Brian Swimme, author with Thomas Berry of The Universe Story and of the award-winning documentary, "The Journey of the Universe" with Mary Evelyn Tucker: “Magnificent… A thing of beauty…. A magnum opus. I think she has written something that could become a major work for our time.”
A Farm in Marin: Portraits in Time from Pangaea to Point Reyes is a literary work that combines memoir, history and fiction to produce a new genre that reflects a nascent twentieth century shift in perspective. It is a “deep history,” a definition of which appears in the opening of the book.
That a person is made of more than cells and sinew, more than genes and a personal history, but also of the deep earth fires and tides and the movements of distant stars; of galaxies and earthly plates colliding; of early ancestors, names unknown, who tread the paths worn smooth with human exploration, longing and despair; of the debris of fallen civilizations; tales of their heroes and their villains, who warp the shape of psychic cells with whorls and furrows; of luminous souls who have kept a lamp burning in the galactic dark to signal our presence and our project… We, the unique creatures of Earth, this living blue and green garden sailing about the Sun.
That we are each made of all this and so much more, spun in the web of a cosmic whole and holiness…
I call this Deep History.
The work travels across this deep history as if it were a vast continent of the mind, creating a different kind of Present, even as a telescope brings into our current moment a scene not otherwise accessible to us: A distant planet or the rings of Saturn; an island in the sea or a rare bird on a branch. Our personal present expands richly from this experience and so does our own "presence" on the planet.

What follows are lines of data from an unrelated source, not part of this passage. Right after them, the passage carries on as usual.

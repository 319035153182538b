//! termatlas: the analytical core of a termination analyzer for term
//! rewriting systems
//!
//! This library provides the data structures a termination-proof search is
//! built on:
//! - an immutable position/variable algebra for addressing and renaming
//!   subterms and binders
//! - dependency-pair problems paired with a dependency graph that is kept
//!   in lockstep under simplification
//! - an integer constraint-expression algebra for phrasing termination
//!   obligations handed to an external solver

pub mod digraph;
pub mod smt;
pub mod termination;
pub mod terms;
pub mod trs;
pub mod types;

// Re-export commonly used types from terms
pub use terms::{
    FunctionSymbol, HeadPosition, MetaVariable, PatternMismatch, Position, Step, Term,
    TermDisplay, Variable, VariableDisplay, VariableKind, VariableList, VariablePool,
};

// Re-export the constraint-expression algebra
pub use smt::{ExprError, IntegerExpression};

// Re-export the graph and problem types
pub use digraph::{Digraph, GraphError};
pub use termination::{DependencyPair, Problem, ProblemError};

// Re-export the rewrite-system boundary
pub use trs::{Rule, SymbolData, Trs};

pub use types::Type;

A Farm in Marin is a story of migrations—of continents and of people; migrations born of desperation and upheaval, as we see today, but also of hope and ambition. An Earth Calendar is introduced at the outset in which the Earth’s history is condensed into a single year. This forms the foundation of the entire book as the underlying story; Gaia’s story. Above this, geological, cultural and personal histories are layered in a narrative that combines the writer’s experience of the present with portraits of people from across the reaches of time. Each portrait stands alone as a humorous, serious or informative cameo, followed by a background of the times and places. You will meet Homer and Aeneas, Augustine of Hippo, Tariq ibn Ziyad, Petrarch, Jefferson, Franklin, John Sutter, Ralph Waldo Emerson, John Muir and many others.
Throughout the book, the land itself has been a main character and it comes to the fore as the theme in the last section as San Francisco and Marín meet the challenges of conservation and the future of agriculture, led by several of the families we have followed out of Ticino.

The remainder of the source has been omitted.